The American Taxpayer Relief Act of 2012: Bidding Adieu to the Sunset (Part 3)

Editor’s Note: This is Part 3 of a 3-Part Series. For Part 1, click here, and for Part 2, click here.

By Merry H. Balson and Laurie A. Hunter

Return of the Charitable IRA Rollover Through 2013. The 2012 Tax Act extended the IRA charitable rollover rules through 2013. These rules were originally put in place in 2006, and had expired at the end of 2011. The charitable IRA rollover provisions allow individuals who are 70 ½ or older to transfer (or “rollover”) up to $100,000 per year from their IRAs to most charities on a “tax neutral” basis if the transfer is a “qualified charitable distribution” and satisfies certain rules. Qualified Charitable Distributions will not count as taxable income to the individual (as would usually be the case in any other distribution from an IRA) but no charitable income tax deduction is allowed for the contribution. Transfers must be directly from the IRA trustee to the charity to qualify. Additionally, transfers to private foundations, donor advised funds, supporting organizations or split-interest trusts (such as charitable remainder or charitable lead trusts) do not qualify for this special treatment. Because the charitable IRA rollover had expired in 2011 and has now been reinstated retroactively for 2012, taxpayers were also allowed to treat distributions from IRAs made after November 20, 2012 and before January 31, 2013 as a charitable IRA rollover for 2012, if that distribution is made in cash to charity before January 31, 2013. As a result, in 2013 taxpayers had an opportunity to give up to $200,000 to charity from their IRAs (with $100,000 treated as given in 2012) if they acted by the end of January.

Other Annual Extenders. The 2012 Tax Act also extended a number of credits and deductions that have been extended year by year for some time, and did not make them “permanent.” These include the American Opportunity Tax Credit,[1] more favorable conservation easement rules,[2] more favorable depreciation rules, the wind energy credit, and research and development credits.

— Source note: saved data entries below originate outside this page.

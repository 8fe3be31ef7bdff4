//! Typed identifiers for dataset and graph records.
//!
//! Records are stored in dense vectors, so every identifier is an index into
//! the vector that owns the record. Distinct types keep a stop index from
//! being used where a trip index is expected.

use std::fmt;

macro_rules! index_id {
    ($(#[$meta:meta])* $name:ident, $prefix:literal) => {
        $(#[$meta])*
        #[derive(Clone, Copy, PartialEq, Eq, PartialOrd, Ord, Hash)]
        pub struct $name(pub u32);

        impl $name {
            /// Returns the identifier as a vector index.
            pub fn index(self) -> usize {
                self.0 as usize
            }

            pub(crate) fn from_index(index: usize) -> Self {
                Self(index as u32)
            }
        }

        impl fmt::Debug for $name {
            fn fmt(&self, f: &mut fmt::Formatter<'_>) -> fmt::Result {
                write!(f, concat!($prefix, "({})"), self.0)
            }
        }

        impl fmt::Display for $name {
            fn fmt(&self, f: &mut fmt::Formatter<'_>) -> fmt::Result {
                write!(f, "{}", self.0)
            }
        }
    };
}

index_id!(
    /// A merged station (routing graph node).
    StationId,
    "Station"
);
index_id!(
    /// A physical stop or platform.
    StopId,
    "Stop"
);
index_id!(
    /// A rail route.
    RouteId,
    "Route"
);
index_id!(
    /// One scheduled run of a route.
    TripId,
    "Trip"
);
index_id!(
    /// One visit of a trip at a stop.
    StopTimeId,
    "StopTime"
);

Health Care Act Changes. Finally, changes taking place in 2013 include raising the medical expense deduction to 10% of adjusted gross income from 7.5%, and the new 3.8% surtax on net investment income for single taxpayers with $200,000 “modified” adjusted gross income and $250,000 for married filing jointly.


The 2012 Tax Act is replete with references to permanence. While that might provide comfort to some, keep in mind that the provisions of the 2012 Tax Act are only truly permanent until Congress and the President decide to change them. Until then, we can all breathe a sigh of relief that sunset never came to pass, and for the first time in decades advise our clients about the tax implications of their gifts during life and at death with some measure of certainty.

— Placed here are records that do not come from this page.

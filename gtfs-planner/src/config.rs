//! Server configuration from environment variables.

use std::net::SocketAddr;
use std::path::PathBuf;
use std::time::Duration;

use crate::engine::CacheConfig;

/// Default listen address.
const DEFAULT_ADDR: &str = "127.0.0.1:3000";

/// Errors reading server configuration.
#[derive(Debug, Clone, PartialEq, Eq, thiserror::Error)]
pub enum ConfigError {
    /// A required variable is not set
    #[error("{0} is not set")]
    Missing(&'static str),

    /// A variable is set but cannot be parsed
    #[error("{name} has invalid value {value:?}")]
    Invalid { name: &'static str, value: String },
}

/// Configuration for the planner server.
#[derive(Debug, Clone)]
pub struct ServerConfig {
    /// Path of the JSON feed snapshot to serve.
    pub dataset: PathBuf,
    /// Address to listen on.
    pub addr: SocketAddr,
    /// Reload the snapshot from disk this often, if set.
    pub reload: Option<Duration>,
    /// Plan result cache settings.
    pub cache: CacheConfig,
}

impl ServerConfig {
    /// Create a config for `dataset` with default settings.
    pub fn new(dataset: impl Into<PathBuf>) -> Self {
        Self {
            dataset: dataset.into(),
            addr: SocketAddr::from(([127, 0, 0, 1], 3000)),
            reload: None,
            cache: CacheConfig::default(),
        }
    }

    /// Read configuration from the process environment.
    ///
    /// - `PLANNER_DATASET`: snapshot path (required)
    /// - `PLANNER_ADDR`: listen address, default `127.0.0.1:3000`
    /// - `PLANNER_RELOAD_SECS`: reload period; unset or 0 disables reloading
    /// - `PLANNER_CACHE_TTL_SECS`: plan cache TTL, default 60
    /// - `PLANNER_CACHE_CAPACITY`: plan cache size, default 1000
    pub fn from_env() -> Result<Self, ConfigError> {
        Self::from_lookup(|name| std::env::var(name).ok())
    }

    /// Read configuration through `lookup`, which maps a variable name to
    /// its value.
    pub fn from_lookup(lookup: impl Fn(&str) -> Option<String>) -> Result<Self, ConfigError> {
        let get = |name: &'static str| {
            lookup(name)
                .map(|v| v.trim().to_string())
                .filter(|v| !v.is_empty())
        };

        let dataset = get("PLANNER_DATASET").ok_or(ConfigError::Missing("PLANNER_DATASET"))?;
        let mut config = Self::new(dataset);

        let addr = get("PLANNER_ADDR").unwrap_or_else(|| DEFAULT_ADDR.to_string());
        config.addr = parse("PLANNER_ADDR", addr)?;

        if let Some(secs) = get("PLANNER_RELOAD_SECS") {
            let secs: u64 = parse("PLANNER_RELOAD_SECS", secs)?;
            config.reload = (secs > 0).then(|| Duration::from_secs(secs));
        }
        if let Some(secs) = get("PLANNER_CACHE_TTL_SECS") {
            config.cache.ttl = Duration::from_secs(parse("PLANNER_CACHE_TTL_SECS", secs)?);
        }
        if let Some(capacity) = get("PLANNER_CACHE_CAPACITY") {
            config.cache.max_capacity = parse("PLANNER_CACHE_CAPACITY", capacity)?;
        }

        Ok(config)
    }
}

fn parse<T: std::str::FromStr>(name: &'static str, value: String) -> Result<T, ConfigError> {
    value
        .parse()
        .map_err(|_| ConfigError::Invalid { name, value })
}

Merry H. Balson is Of Counsel at Wade Ash Woods Hill & Farley, P.C., where her practice emphasizes estate planning, estate and trust administration and forming and advising exempt organizations. She can be reached at mbalson@wadeash.com or 303-329-2215.

Laurie A. Hunter is a Shareholder at Wade Ash Woods Hill & Farley, P.C., where her practice emphasizes estate planning, probate and trust administration. She can be reached at lhunter@wadeash.com or 303-329-2227.

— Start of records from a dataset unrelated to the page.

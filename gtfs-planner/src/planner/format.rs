//! Formatter: turn ranked journeys into display legs.

use crate::dataset::Dataset;
use crate::domain::{Itinerary, Journey, Leg, StopTimeId};
use crate::graph::RoutingGraph;

/// Convert a journey into an itinerary.
///
/// The board/alight stop-times become `Departure`, then `Trip` and
/// `Arrival` per ride. Every later boarding folds the preceding `Arrival`
/// into a `Transfer`, so the legs read Departure, Trip, (Transfer, Trip)*,
/// Arrival.
pub fn itinerary(dataset: &Dataset, graph: &RoutingGraph, journey: &Journey) -> Itinerary {
    let mut legs: Vec<Leg> = Vec::with_capacity(journey.stop_times().len() + 1);

    for (board, alight) in journey.rides() {
        let boarding = dataset.stop_time(board);
        match legs.pop() {
            None => legs.push(Leg::Departure {
                time: boarding.departure,
                station: station_name(dataset, graph, board),
                platform: platform(dataset, board),
            }),
            Some(Leg::Arrival {
                time,
                station,
                platform: arrival_platform,
            }) => legs.push(Leg::Transfer {
                station,
                times: [time, boarding.departure],
                platforms: [arrival_platform, platform(dataset, board)],
                dwell_minutes: boarding.departure.signed_duration_since(time).num_minutes(),
            }),
            // Every ride ends with an Arrival.
            Some(other) => legs.push(other),
        }

        let alighting = dataset.stop_time(alight);
        legs.push(Leg::Trip {
            service: dataset.service_name(boarding.trip),
            headsign: dataset.headsign_at(board).to_owned(),
        });
        legs.push(Leg::Arrival {
            time: alighting.arrival,
            station: station_name(dataset, graph, alight),
            platform: platform(dataset, alight),
        });
    }

    Itinerary {
        id: journey.fingerprint(),
        departure: journey.departure_time(),
        arrival: journey.arrival_time(),
        transfers: journey.transfer_count(),
        legs,
    }
}

fn station_name(dataset: &Dataset, graph: &RoutingGraph, stop_time: StopTimeId) -> String {
    let stop = dataset.stop_time(stop_time).stop;
    graph.station(graph.station_of(stop)).name.clone()
}

fn platform(dataset: &Dataset, stop_time: StopTimeId) -> Option<String> {
    dataset.stop(dataset.stop_time(stop_time).stop).platform.clone()
}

The opinions and views expressed by Featured Bloggers on CBA-CLE Legal Connection do not necessarily represent the opinions and views of the Colorado Bar Association, the Denver Bar Association, or CBA-CLE, and should not be construed as such.


[1] Pub.L. 112-240, Sec. 103, H.R. 8, 126 Stat. 2313 (2013).

[2] Pub.L. 112-240, Sec. 206, H.R. 8, 126 Stat. 2313 (2013).